A short novel in length but of great depth, which narrates in the first person the stay of a girl with relatives in rural Ireland because it is rather cold at home. I had a mixture of curiosity and mistrust to know how this little girl's thoughts would play out on the screen when she arrives at the new farm, where everything is cleaner, more abundant and affectionate: "Here there is space, and time to think. Maybe there's even money to spare." And he realizes that it will only be a temporary reception: "I'm at a point where I can neither be what I always am nor become what I could be".
Apart from going on this journey of knowledge and new sensations with the girl, the reader creates an image of her.
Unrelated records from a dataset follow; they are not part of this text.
// SPDX-License-Identifier: Apache-2.0 OR MIT
// Copyright (c) 2025-2026 naskel.com

//! Generic entry/do/exit state machine.
//!
//! Transitions are only requested with [`StateMachine::go_to`]; they take
//! effect when the owner calls [`StateMachine::worker`]. Actions run without
//! the state lock held, so an action may request a further transition.

use parking_lot::{Condvar, Mutex};
use std::time::{Duration, Instant};

/// Previous, current and requested state.
#[derive(Debug, Clone, Copy, PartialEq, Eq)]
pub struct StateHolder<S> {
    pub prev: S,
    pub curr: S,
    pub next: S,
}

/// Actions run by [`StateMachine::worker`]. All default to no-ops.
#[allow(unused_variables)]
pub trait StateActions<S> {
    fn entry(&self, st: &StateHolder<S>) {}
    fn pre_do(&self, st: &StateHolder<S>) {}
    fn do_action(&self, st: &StateHolder<S>) {}
    fn post_do(&self, st: &StateHolder<S>) {}
    fn exit(&self, st: &StateHolder<S>) {}
}

struct Inner<S> {
    holder: StateHolder<S>,
    self_trans: bool,
}

pub struct StateMachine<S> {
    inner: Mutex<Inner<S>>,
    changed: Condvar,
}

impl<S: Copy + Eq> StateMachine<S> {
    pub fn new(initial: S) -> Self {
        Self {
            inner: Mutex::new(Inner {
                holder: StateHolder {
                    prev: initial,
                    curr: initial,
                    next: initial,
                },
                self_trans: false,
            }),
            changed: Condvar::new(),
        }
    }

    pub fn states(&self) -> StateHolder<S> {
        self.inner.lock().holder
    }

    pub fn current(&self) -> S {
        self.inner.lock().holder.curr
    }

    pub fn is_in(&self, state: S) -> bool {
        self.current() == state
    }

    /// Request a transition. Requesting the current state forces exit and
    /// entry on the next worker run.
    pub fn go_to(&self, state: S) {
        let mut inner = self.inner.lock();
        inner.holder.next = state;
        if inner.holder.curr == state {
            inner.self_trans = true;
        }
    }

    /// Request `to` only while settled in `from`, or already heading to
    /// `to`. The check and the request happen under one lock. On refusal
    /// the states seen are returned.
    pub fn go_to_from(&self, from: S, to: S) -> Result<(), StateHolder<S>> {
        let mut inner = self.inner.lock();
        let st = inner.holder;
        if st.curr != from || (st.next != st.curr && st.next != to) {
            return Err(st);
        }
        inner.holder.next = to;
        if st.curr == to {
            inner.self_trans = true;
        }
        Ok(())
    }

    pub fn need_trans(&self) -> bool {
        let inner = self.inner.lock();
        inner.holder.curr != inner.holder.next || inner.self_trans
    }

    /// Run one step: either the do-actions of the current state, or one
    /// pending transition.
    pub fn worker<A: StateActions<S>>(&self, actions: &A) {
        let (st, forced) = {
            let inner = self.inner.lock();
            (inner.holder, inner.self_trans)
        };
        if st.curr == st.next && !forced {
            actions.pre_do(&st);
            if self.need_trans() {
                return;
            }
            actions.do_action(&st);
            if self.need_trans() {
                return;
            }
            actions.post_do(&st);
            return;
        }

        actions.exit(&st);
        let target = {
            let mut inner = self.inner.lock();
            // An exit action that re-requests the current state cancels.
            inner.self_trans = false;
            if inner.holder.curr == inner.holder.next && !forced {
                None
            } else {
                Some(inner.holder)
            }
        };
        let Some(mut st) = target else {
            self.changed.notify_all();
            return;
        };
        st.prev = st.curr;
        st.curr = st.next;
        actions.entry(&st);
        {
            let mut inner = self.inner.lock();
            inner.holder.prev = st.prev;
            inner.holder.curr = st.curr;
        }
        self.changed.notify_all();
    }

    /// Wait until `pred` holds for the current states or `timeout` elapses.
    pub fn wait_until<F>(&self, timeout: Duration, pred: F) -> bool
    where
        F: Fn(&StateHolder<S>) -> bool,
    {
        let deadline = Instant::now() + timeout;
        let mut inner = self.inner.lock();
        while !pred(&inner.holder) {
            if self.changed.wait_until(&mut inner, deadline).timed_out() {
                return pred(&inner.holder);
            }
        }
        true
    }
}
It is not quite a portrait that can be reproduced, but something more ethereal. It seems to me that the reader's imagination manages to be more real than the face that someone has chosen for us to see on the screen, even if it seems like a paradox. Reading, we get a portrait of a girl without make-up or spotlights that illuminate her good side.
Despite the initial reluctance I must say that the version is fully faithful to the text and that for many of the thoughts that read are so transparent (“I feel that I am missing many words, but this is a new place and new words are needed”) they have known find good resources to convey its spirit. I was only sorry that they wasted a detail of the atmosphere of the vigil of a deceased person. "Some of the men sit around the coffin, and the part that is closed is used as a table to put the glasses on." The dark beer glasses on the box are not seen in the film, an image from the book that stuck with me.